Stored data
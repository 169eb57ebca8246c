//! Per-context transaction state.
//!
//! Each execution context owns a stack of transaction frames. Level 0 is
//! autocommit: every save or remove is immediately durable. From level 1 up,
//! writes buffer in the top frame; an inner commit merges its frame into the
//! parent, and only the outermost commit flushes the whole buffered set
//! atomically. Buffered writes are visible to the owning context only.

use crate::error::{DbError, DbResult};
use crate::types::EntityKey;
use indexmap::IndexMap;
use savanna_model::{ClassId, Value};

/// A buffered mutation awaiting the outer commit.
#[derive(Debug, Clone)]
pub(crate) enum Pending {
    /// A buffered save.
    Save {
        /// Storage attribute values as of the buffered save.
        values: IndexMap<String, Value>,
        /// The stamp the saving context loaded (0 for a new entity).
        expected_stamp: u64,
        /// Whether the entity had never been durably saved.
        was_new: bool,
    },
    /// A buffered remove.
    Drop {
        /// The stamp the removing context loaded.
        expected_stamp: u64,
    },
}

/// One transaction nesting level.
#[derive(Debug, Default)]
pub(crate) struct Frame {
    /// Writes in arrival order; later writes to the same entity replace
    /// earlier ones.
    pub writes: IndexMap<(ClassId, EntityKey), Pending>,
}

/// The transaction stack of one execution context.
#[derive(Debug, Default)]
pub(crate) struct TxnState {
    frames: Vec<Frame>,
    parked: Option<Vec<Frame>>,
}

impl TxnState {
    pub(crate) fn new() -> Self {
        Self::default()
    }

    /// Current nesting level; 0 means autocommit.
    pub(crate) fn level(&self) -> usize {
        self.frames.len()
    }

    /// True when writes should buffer instead of committing directly.
    pub(crate) fn buffering(&self) -> bool {
        !self.frames.is_empty()
    }

    /// Opens a new nesting level.
    pub(crate) fn start(&mut self) {
        self.frames.push(Frame::default());
    }

    /// Discards the current frame and returns to the parent level.
    pub(crate) fn rollback(&mut self) -> DbResult<()> {
        if self.frames.pop().is_none() {
            return Err(DbError::invalid_operation("rollback outside a transaction"));
        }
        Ok(())
    }

    /// Merges the top frame into its parent (commit at level >= 2).
    /// The inner frame's writes win over the parent's.
    pub(crate) fn merge_down(&mut self) {
        if let Some(inner) = self.frames.pop() {
            if let Some(parent) = self.frames.last_mut() {
                for (key, pending) in inner.writes {
                    parent.writes.insert(key, pending);
                }
            } else {
                // merge_down is only called at level >= 2
                self.frames.push(inner);
            }
        }
    }

    /// Takes the whole buffered set for the outer flush, clearing the stack.
    /// Outer frames first, inner writes overriding.
    pub(crate) fn take_all(&mut self) -> IndexMap<(ClassId, EntityKey), Pending> {
        let mut merged = IndexMap::new();
        for frame in self.frames.drain(..) {
            for (key, pending) in frame.writes {
                merged.insert(key, pending);
            }
        }
        merged
    }

    /// Discards every frame (after a failed outer commit).
    pub(crate) fn clear(&mut self) {
        self.frames.clear();
    }

    /// Buffers a write in the top frame.
    pub(crate) fn record(&mut self, class: ClassId, key: EntityKey, pending: Pending) {
        if let Some(frame) = self.frames.last_mut() {
            frame.writes.insert((class, key), pending);
        }
    }

    /// Looks up the innermost buffered write for an entity.
    pub(crate) fn pending_for(&self, class: ClassId, key: &EntityKey) -> Option<&Pending> {
        self.frames
            .iter()
            .rev()
            .find_map(|f| f.writes.get(&(class, key.clone())))
    }

    /// True when any frame buffers a write against the class. Queries fall
    /// back to an overlay-aware scan in that case.
    pub(crate) fn touches_class(&self, class: ClassId) -> bool {
        self.frames
            .iter()
            .any(|f| f.writes.keys().any(|(c, _)| *c == class))
    }

    /// The merged per-entity overlay for one class, innermost write winning.
    pub(crate) fn overlay_for(&self, class: ClassId) -> IndexMap<EntityKey, Pending> {
        let mut merged = IndexMap::new();
        for frame in &self.frames {
            for ((c, key), pending) in &frame.writes {
                if *c == class {
                    merged.insert(key.clone(), pending.clone());
                }
            }
        }
        merged
    }

    /// Detaches the whole stack from the context. A no-op at level 0 or
    /// when a stack is already parked.
    pub(crate) fn pause(&mut self) {
        if !self.frames.is_empty() && self.parked.is_none() {
            self.parked = Some(std::mem::take(&mut self.frames));
        }
    }

    /// Restores a parked stack exactly as it was. A no-op when nothing is
    /// parked.
    pub(crate) fn resume(&mut self) {
        if let Some(parked) = self.parked.take() {
            debug_assert!(self.frames.is_empty());
            self.frames = parked;
        }
    }
}

#[cfg(test)]
mod tests {
    use super::*;

    const CLASS: ClassId = ClassId::new(0);

    fn save(stamp: u64) -> Pending {
        Pending::Save {
            values: IndexMap::new(),
            expected_stamp: stamp,
            was_new: stamp == 0,
        }
    }

    #[test]
    fn levels_track_start_and_rollback() {
        let mut txn = TxnState::new();
        assert_eq!(txn.level(), 0);
        txn.start();
        txn.start();
        assert_eq!(txn.level(), 2);
        txn.rollback().unwrap();
        assert_eq!(txn.level(), 1);
    }

    #[test]
    fn rollback_at_level_zero_is_an_error() {
        let mut txn = TxnState::new();
        assert!(txn.rollback().is_err());
    }

    #[test]
    fn inner_rollback_discards_only_inner_writes() {
        let mut txn = TxnState::new();
        txn.start();
        txn.record(CLASS, EntityKey::Long(1), save(1));
        txn.start();
        txn.record(CLASS, EntityKey::Long(2), save(1));
        txn.rollback().unwrap();

        assert!(txn.pending_for(CLASS, &EntityKey::Long(1)).is_some());
        assert!(txn.pending_for(CLASS, &EntityKey::Long(2)).is_none());
    }

    #[test]
    fn merge_down_lets_inner_writes_win() {
        let mut txn = TxnState::new();
        txn.start();
        txn.record(CLASS, EntityKey::Long(1), save(3));
        txn.start();
        txn.record(CLASS, EntityKey::Long(1), Pending::Drop { expected_stamp: 3 });
        txn.merge_down();

        assert_eq!(txn.level(), 1);
        assert!(matches!(
            txn.pending_for(CLASS, &EntityKey::Long(1)),
            Some(Pending::Drop { .. })
        ));
    }

    #[test]
    fn take_all_merges_outer_to_inner() {
        let mut txn = TxnState::new();
        txn.start();
        txn.record(CLASS, EntityKey::Long(1), save(1));
        txn.record(CLASS, EntityKey::Long(2), save(1));
        txn.start();
        txn.record(CLASS, EntityKey::Long(2), Pending::Drop { expected_stamp: 1 });

        let writes = txn.take_all();
        assert_eq!(txn.level(), 0);
        assert_eq!(writes.len(), 2);
        assert!(matches!(
            writes.get(&(CLASS, EntityKey::Long(2))),
            Some(Pending::Drop { .. })
        ));
    }

    #[test]
    fn pause_and_resume_restore_the_stack() {
        let mut txn = TxnState::new();
        txn.pause(); // level 0: no-op
        assert_eq!(txn.level(), 0);

        txn.start();
        txn.record(CLASS, EntityKey::Long(1), save(1));
        txn.pause();
        assert_eq!(txn.level(), 0);
        assert!(!txn.buffering());

        txn.resume();
        assert_eq!(txn.level(), 1);
        assert!(txn.pending_for(CLASS, &EntityKey::Long(1)).is_some());
    }
}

▶ **About this exercise**
What you give back should match the entries above exactly.

▶ **Output of the exercise**
repository 169eb57ebca8246c
//! Per-context transaction state.
//!
//! Each execution context owns a stack of transaction frames. Level 0 is
//! autocommit: every save or remove is immediately durable. From level 1 up,
//! writes buffer in the top frame; an inner commit merges its frame into the
//! parent, and only the outermost commit flushes the whole buffered set
//! atomically. Buffered writes are visible to the owning context only.

use crate::error::{DbError, DbResult};
use crate::types::EntityKey;
use indexmap::IndexMap;
use savanna_model::{ClassId, Value};

/// A buffered mutation awaiting the outer commit.
#[derive(Debug, Clone)]
pub(crate) enum Pending {
    /// A buffered save.
    Save {
        /// Storage attribute values as of the buffered save.
        values: IndexMap<String, Value>,
        /// The stamp the saving context loaded (0 for a new entity).
        expected_stamp: u64,
        /// Whether the entity had never been durably saved.
        was_new: bool,
    },
    /// A buffered remove.
    Drop {
        /// The stamp the removing context loaded.
        expected_stamp: u64,
    },
}

/// One transaction nesting level.
#[derive(Debug, Default)]
pub(crate) struct Frame {
    /// Writes in arrival order; later writes to the same entity replace
    /// earlier ones.
    pub writes: IndexMap<(ClassId, EntityKey), Pending>,
}

/// The transaction stack of one execution context.
#[derive(Debug, Default)]
pub(crate) struct TxnState {
    frames: Vec<Frame>,
    parked: Option<Vec<Frame>>,
}

impl TxnState {
    pub(crate) fn new() -> Self {
        Self::default()
    }

    /// Current nesting level; 0 means autocommit.
    pub(crate) fn level(&self) -> usize {
        self.frames.len()
    }

    /// True when writes should buffer instead of committing directly.
    pub(crate) fn buffering(&self) -> bool {
        !self.frames.is_empty()
    }

    /// Opens a new nesting level.
    pub(crate) fn start(&mut self) {
        self.frames.push(Frame::default());
    }

    /// Discards the current frame and returns to the parent level.
    pub(crate) fn rollback(&mut self) -> DbResult<()> {
        if self.frames.pop().is_none() {
            return Err(DbError::invalid_operation("rollback outside a transaction"));
        }
        Ok(())
    }

    /// Merges the top frame into its parent (commit at level >= 2).
    /// The inner frame's writes win over the parent's.
    pub(crate) fn merge_down(&mut self) {
        if let Some(inner) = self.frames.pop() {
            if let Some(parent) = self.frames.last_mut() {
                for (key, pending) in inner.writes {
                    parent.writes.insert(key, pending);
                }
            } else {
                // merge_down is only called at level >= 2
                self.frames.push(inner);
            }
        }
    }

    /// Takes the whole buffered set for the outer flush, clearing the stack.
    /// Outer frames first, inner writes overriding.
    pub(crate) fn take_all(&mut self) -> IndexMap<(ClassId, EntityKey), Pending> {
        let mut merged = IndexMap::new();
        for frame in self.frames.drain(..) {
            for (key, pending) in frame.writes {
                merged.insert(key, pending);
            }
        }
        merged
    }

    /// Discards every frame (after a failed outer commit).
    pub(crate) fn clear(&mut self) {
        self.frames.clear();
    }

    /// Buffers a write in the top frame.
    pub(crate) fn record(&mut self, class: ClassId, key: EntityKey, pending: Pending) {
        if let Some(frame) = self.frames.last_mut() {
            frame.writes.insert((class, key), pending);
        }
    }

    /// Looks up the innermost buffered write for an entity.
    pub(crate) fn pending_for(&self, class: ClassId, key: &EntityKey) -> Option<&Pending> {
        self.frames
            .iter()
            .rev()
            .find_map(|f| f.writes.get(&(class, key.clone())))
    }

    /// True when any frame buffers a write against the class. Queries fall
    /// back to an overlay-aware scan in that case.
    pub(crate) fn touches_class(&self, class: ClassId) -> bool {
        self.frames
            .iter()
            .any(|f| f.writes.keys().any(|(c, _)| *c == class))
    }

    /// The merged per-entity overlay for one class, innermost write winning.
    pub(crate) fn overlay_for(&self, class: ClassId) -> IndexMap<EntityKey, Pending> {
        let mut merged = IndexMap::new();
        for frame in &self.frames {
            for ((c, key), pending) in &frame.writes {
                if *c == class {
                    merged.insert(key.clone(), pending.clone());
                }
            }
        }
        merged
    }

    /// Detaches the whole stack from the context. A no-op at level 0 or
    /// when a stack is already parked.
    pub(crate) fn pause(&mut self) {
        if !self.frames.is_empty() && self.parked.is_none() {
            self.parked = Some(std::mem::take(&mut self.frames));
        }
    }

    /// Restores a parked stack exactly as it was. A no-op when nothing is
    /// parked.
    pub(crate) fn resume(&mut self) {
        if let Some(parked) = self.parked.take() {
            debug_assert!(self.frames.is_empty());
            self.frames = parked;
        }
    }
}

#[cfg(test)]
mod tests {
    use super::*;

    const CLASS: ClassId = ClassId::new(0);

    fn save(stamp: u64) -> Pending {
        Pending::Save {
            values: IndexMap::new(),
            expected_stamp: stamp,
            was_new: stamp == 0,
        }
    }

    #[test]
    fn levels_track_start_and_rollback() {
        let mut txn = TxnState::new();
        assert_eq!(txn.level(), 0);
        txn.start();
        txn.start();
        assert_eq!(txn.level(), 2);
        txn.rollback().unwrap();
        assert_eq!(txn.level(), 1);
    }

    #[test]
    fn rollback_at_level_zero_is_an_error() {
        let mut txn = TxnState::new();
        assert!(txn.rollback().is_err());
    }

    #[test]
    fn inner_rollback_discards_only_inner_writes() {
        let mut txn = TxnState::new();
        txn.start();
        txn.record(CLASS, EntityKey::Long(1), save(1));
        txn.start();
        txn.record(CLASS, EntityKey::Long(2), save(1));
        txn.rollback().unwrap();

        assert!(txn.pending_for(CLASS, &EntityKey::Long(1)).is_some());
        assert!(txn.pending_for(CLASS, &EntityKey::Long(2)).is_none());
    }

    #[test]
    fn merge_down_lets_inner_writes_win() {
        let mut txn = TxnState::new();
        txn.start();
        txn.record(CLASS, EntityKey::Long(1), save(3));
        txn.start();
        txn.record(CLASS, EntityKey::Long(1), Pending::Drop { expected_stamp: 3 });
        txn.merge_down();

        assert_eq!(txn.level(), 1);
        assert!(matches!(
            txn.pending_for(CLASS, &EntityKey::Long(1)),
            Some(Pending::Drop { .. })
        ));
    }

    #[test]
    fn take_all_merges_outer_to_inner() {
        let mut txn = TxnState::new();
        txn.start();
        txn.record(CLASS, EntityKey::Long(1), save(1));
        txn.record(CLASS, EntityKey::Long(2), save(1));
        txn.start();
        txn.record(CLASS, EntityKey::Long(2), Pending::Drop { expected_stamp: 1 });

        let writes = txn.take_all();
        assert_eq!(txn.level(), 0);
        assert_eq!(writes.len(), 2);
        assert!(matches!(
            writes.get(&(CLASS, EntityKey::Long(2))),
            Some(Pending::Drop { .. })
        ));
    }

    #[test]
    fn pause_and_resume_restore_the_stack() {
        let mut txn = TxnState::new();
        txn.pause(); // level 0: no-op
        assert_eq!(txn.level(), 0);

        txn.start();
        txn.record(CLASS, EntityKey::Long(1), save(1));
        txn.pause();
        assert_eq!(txn.level(), 0);
        assert!(!txn.buffering());

        txn.resume();
        assert_eq!(txn.level(), 1);
        assert!(txn.pending_for(CLASS, &EntityKey::Long(1)).is_some());
    }
}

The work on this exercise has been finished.